Hi all
I'm new to the parents sight as I'm normally getting advice for my little darlings, but here goes: basically, as my children are acting in certain ways, it's leading me to think that maybe I'm either the cause or could I be on the spectrum.
I've been on venlafaxine for years, previous to that it was anti depressants, this goes back as far as my dd being born in 2001 - I'm always making excuses not to go to places and feel like I'm holding my family back.
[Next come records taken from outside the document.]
impl GameState {
    /// Starts a session on `maze`.
    ///
    /// This function places the player on the maze's start cell and scatters [`POWER_UP_COUNT`]
    /// hint power-ups over the other open cells using `rng`. Passing the generator that carved the
    /// maze keeps a whole session reproducible from one seed.
    ///
    /// # Errors
    ///
    /// - [`GameError::NoEndpoints`] if the maze has fewer than two open cells.
    pub fn new<R: Rng + ?Sized>(
        maze: Rc<Maze>,
        rng: &mut R,
        now: Instant,
    ) -> Result<Self, GameError> {
        let (start, exit) = maze.endpoints().ok_or(GameError::NoEndpoints)?;
        let power_ups = place_power_ups(&maze, start, exit, rng);
        info!(
            width = maze.width(),
            height = maze.height(),
            ?start,
            ?exit,
            "started session"
        );

        Ok(Self {
            maze,
            start,
            exit,
            player: PlayerState::at(start),
            power_ups,
            hint: None,
            mode: SessionMode::Playing,
            view: ViewState::new(),
            show_hint_path: true,
            clock: SessionClock::new(now, Duration::ZERO),
            last_move: None,
        })
    }

    /// Starts the same maze over with fresh power-ups and an unzoomed view.
    ///
    /// # Errors
    ///
    /// - [`GameError::NoEndpoints`] if the shared maze lost its endpoints, which cannot happen to a
    ///   maze that already started a session.
    pub fn restart<R: Rng + ?Sized>(&self, rng: &mut R, now: Instant) -> Result<Self, GameError> {
        let mut session = Self::new(Rc::clone(&self.maze), rng, now)?;
        session.show_hint_path = self.show_hint_path;

        Ok(session)
    }

    /// Rebuilds a session from a save slot.
    ///
    /// The restored session is playing, with its clock showing the stored play time.
    ///
    /// # Errors
    ///
    /// - [`PersistenceError::Corrupted`] if the grid is invalid, the player or exit is not open,
    ///   they coincide, or the trail or a power-up lies on a wall.
    pub fn from_snapshot(snapshot: &Snapshot, now: Instant) -> Result<Self, PersistenceError> {
        let maze = snapshot.maze()?;
        let corrupted = |what: &str| PersistenceError::Corrupted(what.to_owned());

        let (start, _) = maze
            .endpoints()
            .ok_or_else(|| corrupted("maze has no endpoints"))?;
        if !maze.is_open(snapshot.player) {
            return Err(corrupted("player is not on an open cell"));
        }
        if !maze.is_open(snapshot.exit) {
            return Err(corrupted("exit is not on an open cell"));
        }
        if snapshot.player == snapshot.exit {
            return Err(corrupted("player already stands on the exit"));
        }
        if !snapshot.trail.iter().all(|pos| maze.is_open(*pos)) {
            return Err(corrupted("trail leaves the open cells"));
        }
        if !snapshot.power_ups.iter().all(|power_up| maze.is_open(power_up.pos)) {
            return Err(corrupted("power-up lies on a wall"));
        }

        Ok(Self {
            maze: Rc::new(maze),
            start,
            exit: snapshot.exit,
            player: PlayerState {
                pos: snapshot.player,
                trail: snapshot.trail.clone(),
                steps: snapshot.steps,
            },
            power_ups: snapshot.power_ups.clone(),
            hint: None,
            mode: SessionMode::Playing,
            view: ViewState::restore(snapshot.zoom, Offset::new(snapshot.pan_x, snapshot.pan_y)),
            show_hint_path: snapshot.show_hint_path,
            clock: SessionClock::new(now, Duration::from_millis(snapshot.elapsed_ms)),
            last_move: None,
        })
    }

    /// Captures the session for the save slot.
    #[must_use]
    pub fn snapshot(&self, now: Instant, theme: &str) -> Snapshot {
        let pan = self.view.pan();

        Snapshot {
            version: SNAPSHOT_VERSION,
            maze: self.maze.cells().to_vec(),
            width: self.maze.width(),
            height: self.maze.height(),
            player: self.player.pos,
            exit: self.exit,
            trail: self.player.trail.clone(),
            steps: self.player.steps,
            elapsed_ms: u64::try_from(self.elapsed(now).as_millis()).unwrap_or(u64::MAX),
            theme: theme.to_owned(),
            show_hint_path: self.show_hint_path,
            zoom: self.view.zoom(),
            pan_x: pan.x,
            pan_y: pan.y,
            power_ups: self.power_ups.clone(),
        }
    }

    /// Advances the session by one frame.
    ///
    /// This function first applies the triggered actions in order, then drops an expired hint,
    /// then resolves movement, and finally checks for the win. Movement is throttled to one
    /// accepted move per [`MOVE_DELAY`]; on an eligible tick the first held direction, in
    /// [`Direction::ALL`] order, whose target is open moves the player.
    ///
    /// # Errors
    ///
    /// - [`GameError::Path`] if a hint route cannot be computed, which means the maze is broken.
    pub fn tick(&mut self, now: Instant, input: &TickInput) -> Result<TickReport, GameError> {
        let mut report = TickReport::default();

        for action in &input.actions {
            self.apply_action(*action, now, &mut report)?;
        }

        if self.hint.as_ref().is_some_and(|hint| hint.is_expired(now)) {
            debug!("hint expired");
            self.hint = None;
        }

        if self.mode == SessionMode::Playing {
            self.resolve_movement(now, &input.held, &mut report)?;

            if self.player.pos == self.exit {
                self.mode = SessionMode::Won;
                self.clock.freeze(now);
                let entry = LeaderboardEntry {
                    time: self.elapsed(now).as_secs(),
                    steps: self.player.steps,
                };
                info!(time = entry.time, steps = entry.steps, "maze solved");
                report.win = Some(entry);
            }
        }

        Ok(report)
    }

    /// Freezes a playing session.
    ///
    /// Any active hint is dropped. Pausing a paused or won session does nothing.
    pub fn pause(&mut self, now: Instant) {
        if self.mode == SessionMode::Playing {
            self.mode = SessionMode::Paused;
            self.clock.freeze(now);
            self.hint = None;
            debug!("paused");
        }
    }

    /// Resumes a paused session. Resuming a playing or won session does nothing.
    pub fn resume(&mut self, now: Instant) {
        if self.mode == SessionMode::Paused {
            self.mode = SessionMode::Playing;
            self.clock.thaw(now);
            debug!("resumed");
        }
    }

    /// Computes a fresh hint route from the player to the exit, replacing any active one.
    ///
    /// # Errors
    ///
    /// - [`GameError::Path`] if no route exists.
    pub fn request_hint(&mut self, now: Instant) -> Result<(), GameError> {
        let path = shortest_path(&self.maze, self.player.pos, self.exit)?;
        debug!(length = path.len(), "hint computed");
        self.hint = Some(HintPath { path, created: now });

        Ok(())
    }

    /// Maze being played.
    #[must_use]
    pub fn maze(&self) -> &Maze {
        &self.maze
    }

    /// Cell the player started on.
    #[must_use]
    pub const fn start(&self) -> Position {
        self.start
    }

    /// Goal cell.
    #[must_use]
    pub const fn exit(&self) -> Position {
        self.exit
    }

    /// Player progress.
    #[must_use]
    pub const fn player(&self) -> &PlayerState {
        &self.player
    }

    /// Power-ups of the session.
    #[must_use]
    pub fn power_ups(&self) -> &[PowerUp] {
        &self.power_ups
    }

    /// Active hint route.
    #[must_use]
    pub const fn hint(&self) -> Option<&HintPath> {
        self.hint.as_ref()
    }

    /// Coarse state.
    #[must_use]
    pub const fn mode(&self) -> SessionMode {
        self.mode
    }

    /// Render-only zoom and pan.
    #[must_use]
    pub const fn view(&self) -> &ViewState {
        &self.view
    }

    /// Mutable access to the zoom and pan, for pointer gestures.
    pub fn view_mut(&mut self) -> &mut ViewState {
        &mut self.view
    }

    /// Whether hint routes are drawn.
    #[must_use]
    pub const fn show_hint_path(&self) -> bool {
        self.show_hint_path
    }

    /// Overrides whether hint routes are drawn.
    pub fn set_show_hint_path(&mut self, show: bool) {
        self.show_hint_path = show;
    }

    /// Play time at `now`, excluding pauses and anything after the win.
    #[must_use]
    pub fn elapsed(&self, now: Instant) -> Duration {
        self.clock.elapsed(now)
    }

    /// Applies a single triggered action.
    fn apply_action(
        &mut self,
        action: Action,
        now: Instant,
        report: &mut TickReport,
    ) -> Result<(), GameError> {
        match (self.mode, action) {
            (_, Action::Quit) => report.requests.push(SessionRequest::Quit),
            (SessionMode::Playing, Action::Pause) => self.pause(now),
            (SessionMode::Paused, Action::Pause) => self.resume(now),
            // The pause menu offers everything else while paused.
            (SessionMode::Paused, _)
            | (_, Action::Up | Action::Down | Action::Left | Action::Right)
            | (SessionMode::Won, Action::Pause | Action::Hint | Action::Save) => {}
            (_, Action::Restart) => report.requests.push(SessionRequest::Restart),
            (_, Action::NewMaze) => report.requests.push(SessionRequest::NewMaze),
            (_, Action::Menu) => report.requests.push(SessionRequest::Menu),
            (_, Action::Load) => report.requests.push(SessionRequest::Load),
            (_, Action::Save) => report.requests.push(SessionRequest::Save),
            (_, Action::Hint) => self.request_hint(now)?,
            (_, Action::ToggleHint) => {
                self.show_hint_path = !self.show_hint_path;
                debug!(show = self.show_hint_path, "toggled hint visibility");
            }
        }

        Ok(())
    }

    /// Moves the player if the throttle allows it and a held direction leads to an open cell.
    fn resolve_movement(
        &mut self,
        now: Instant,
        held: &[Direction],
        report: &mut TickReport,
    ) -> Result<(), GameError> {
        if self
            .last_move
            .is_some_and(|last| now.saturating_duration_since(last) <= MOVE_DELAY)
        {
            return Ok(());
        }

        let Some(target) = Direction::ALL
            .into_iter()
            .filter(|direction| held.contains(direction))
            .filter_map(|direction| self.player.pos.step(direction))
            .find(|target| self.maze.is_open(*target))
        else {
            return Ok(());
        };

        self.player.trail.push(self.player.pos);
        self.player.pos = target;
        self.player.steps += 1;
        self.last_move = Some(now);

        self.collect_power_up(now, report)
    }

    /// Collects an uncollected power-up under the player, if any.
    fn collect_power_up(&mut self, now: Instant, report: &mut TickReport) -> Result<(), GameError> {
        let pos = self.player.pos;
        let Some(power_up) = self
            .power_ups
            .iter_mut()
            .find(|power_up| power_up.pos == pos && !power_up.collected)
        else {
            return Ok(());
        };

        power_up.collected = true;
        report.collected.push(pos);
        info!(?pos, "collected power-up");

        match power_up.kind {
            PowerUpKind::Hint => self.request_hint(now),
        }
    }
}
I've got impulsive issues and don't really tend to think of the consequences
When going through school I was bullied and always left out, especially in a group of 3. I spent lunchtimes on my own or I was trying to find any excuses not to mix with people
I always tried to fit in but never managed it. I spent a lot of time with younger children or older people
I have become aware that I either don't look at someone enough or I glare at them too much
I pick the back of my head, when worried, anxious or annoyed about things. I've got scars and missing hair and hate anyone seeing it - although it really hurts or stings I can't help myself as it makes me feel better
If I'm trying to search something on the Internet I get very annoyed if I'm disturbed. Lately I've tried to research various things for the kids but it's all I can think about and I'm becoming obsessed with needing to know things
I'm not sure if I'm over reacting as the kids are going for assessments but just feel this had made me look at myself as my dd, especially, is just like me.